Extract, from the listing that follows, each line containing the word "discovery".
+ + +
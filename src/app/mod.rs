use crate::config::Config;
use crate::device::{liveness, session, DeviceHub, LogSink, Timing};
use std::net::IpAddr;
use std::sync::Arc;
use tokio::net::TcpListener;
use tokio::sync::watch;

pub async fn run() -> Result<(), Box<dyn std::error::Error>> {
    if let Some(ref command) = std::env::args().nth(1) {
        if command == "config-init" {
            return handle_config_init();
        }
        return Err(format!("unknown command: {command}").into());
    }

    let config = Config::load()?;
    let hub = DeviceHub::new(Timing::from(&config.timing), Arc::new(LogSink));
    let (shutdown_tx, shutdown_rx) = watch::channel(false);

    let device_addr = config.device_addr()?;
    let device_listener = TcpListener::bind(device_addr).await?;
    tracing::info!(addr = %device_addr, "device tcp listener bound");
    let device_task = tokio::spawn(session::serve(
        device_listener,
        hub.clone(),
        shutdown_rx.clone(),
    ));

    let liveness_task = tokio::spawn(liveness::run(hub.clone(), shutdown_rx.clone()));

    if config.discovery.enabled {
        let advertise = match config.discovery.advertise_ip.as_deref() {
            Some(ip) => ip.trim().parse::<IpAddr>()?,
            None => crate::discovery::detect_local_ip(),
        };
        match crate::discovery::bind(config.discovery.port).await {
            Ok(socket) => {
                tokio::spawn(crate::discovery::run(socket, advertise, shutdown_rx.clone()));
            }
            Err(err) => {
                tracing::warn!(port = config.discovery.port, error = %err, "discovery disabled, bind failed");
            }
        }
    }

    let http_addr = config.http_addr()?;
    let result = tokio::select! {
        res = crate::server::start(http_addr, hub.clone(), shutdown_rx.clone()) => res,
        _ = tokio::signal::ctrl_c() => {
            tracing::info!("shutdown: ctrl-c");
            Ok(())
        }
    };

    let _ = shutdown_tx.send(true);
    hub.clear_connections();
    liveness_task.await?;
    match device_task.await? {
        Ok(()) => {}
        Err(err) => tracing::warn!(error = %err, "device listener stopped with error"),
    }
    result
}

fn handle_config_init() -> Result<(), Box<dyn std::error::Error>> {
    let path = Config::default_path();
    Config::write_default(&path)?;
    println!("Wrote default config to {}", path.display());
    Ok(())
}
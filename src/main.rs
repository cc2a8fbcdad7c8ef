mod app;
mod config;
mod device;
mod discovery;
mod model;
mod protocol;
mod server;

#[tokio::main]
async fn main() {
    init_logging();
    if let Err(err) = app::run().await {
        tracing::error!(error = %err, "fatal");
        std::process::exit(1);
    }
}

fn init_logging() {
    use tracing_subscriber::{fmt, EnvFilter};
    let filter = EnvFilter::try_from_default_env().unwrap_or_else(|_| EnvFilter::new("info"));
    fmt().with_env_filter(filter).with_target(false).init();
}
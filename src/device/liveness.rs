use super::DeviceHub;
use tokio::sync::watch;
use tokio::time::{Instant, MissedTickBehavior};

impl DeviceHub {
    /// Evicts every session once the device has been silent for longer than
    /// the liveness timeout. The baseline is the last state report, or the
    /// latest connect when that is more recent. Returns whether a reset
    /// happened.
    pub fn check_liveness(&self) -> bool {
        let timeout = self.timing().liveness_timeout;
        let (evicted, silent_for) = {
            let mut shared = self.lock();
            let baseline = [
                shared.state.last_state_update_at,
                shared.registry.latest_connected_at(),
            ]
            .into_iter()
            .flatten()
            .max();
            let Some(baseline) = baseline else {
                return false;
            };
            let silent_for = Instant::now().saturating_duration_since(baseline);
            if shared.registry.is_empty() || silent_for <= timeout {
                return false;
            }
            (shared.reset_disconnected(), silent_for)
        };
        self.notify_update();
        tracing::warn!(
            evicted,
            silent_ms = silent_for.as_millis() as u64,
            "no device updates within liveness timeout, connection reset"
        );
        true
    }
}

/// Periodic liveness check until `shutdown` fires.
pub async fn run(hub: DeviceHub, mut shutdown: watch::Receiver<bool>) {
    let mut ticker = tokio::time::interval(hub.timing().liveness_tick);
    ticker.set_missed_tick_behavior(MissedTickBehavior::Delay);
    loop {
        tokio::select! {
            _ = ticker.tick() => {
                hub.check_liveness();
            }
            _ = shutdown.changed() => break,
        }
    }
    tracing::debug!("liveness monitor stopped");
}

#[cfg(test)]
mod tests {
    use super::*;
    use crate::device::testing::*;
    use crate::model::ReportedState;
    use std::time::Duration;

    #[tokio::test]
    async fn silent_device_is_evicted() {
        let hub = test_hub();
        let (mut device, task) = connect(&hub, 45000);
        assert!(!hub.check_liveness());

        tokio::time::sleep(hub.timing().liveness_timeout + Duration::from_millis(50)).await;
        assert!(hub.check_liveness());

        assert!(!hub.is_connected());
        assert_eq!(hub.device_state().reported_state, ReportedState::Disconnected);
        assert_eq!(hub.snapshot().current_state, "DISCONNECTED");
        tokio::time::timeout(Duration::from_secs(1), task)
            .await
            .unwrap()
            .unwrap()
            .unwrap();
        assert_eq!(device.try_read_line(Duration::from_millis(50)).await, None);
    }

    #[tokio::test]
    async fn reporting_device_stays_until_silent() {
        let hub = test_hub();
        let (mut device, _task) = connect(&hub, 45001);
        let (shutdown_tx, shutdown_rx) = watch::channel(false);
        let monitor = tokio::spawn(run(hub.clone(), shutdown_rx));

        for _ in 0..6 {
            device.send("STATUS_INFO:Current State: COLLECTING, Processing: NO").await;
            assert_eq!(device.read_line().await, "OK: Status received");
            tokio::time::sleep(Duration::from_millis(50)).await;
        }
        assert!(hub.is_connected());

        tokio::time::sleep(hub.timing().liveness_timeout * 2).await;
        assert!(!hub.is_connected());
        let state = hub.device_state();
        assert!(!state.is_collecting_device);
        assert!(!state.is_collecting_server);
        assert!(state.last_data.is_none());

        shutdown_tx.send(true).unwrap();
        monitor.await.unwrap();
    }

    #[test]
    fn empty_registry_is_never_reset() {
        let hub = test_hub();
        assert!(!hub.check_liveness());
    }
}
+ + +
Completed exercise |
    if config.discovery.enabled {
        let advertise = match config.discovery.advertise_ip.as_deref() {
            None => crate::discovery::detect_local_ip(),
        match crate::discovery::bind(config.discovery.port).await {
                tokio::spawn(crate::discovery::run(socket, advertise, shutdown_rx.clone()));
                tracing::warn!(port = config.discovery.port, error = %err, "discovery disabled, bind failed");
mod discovery;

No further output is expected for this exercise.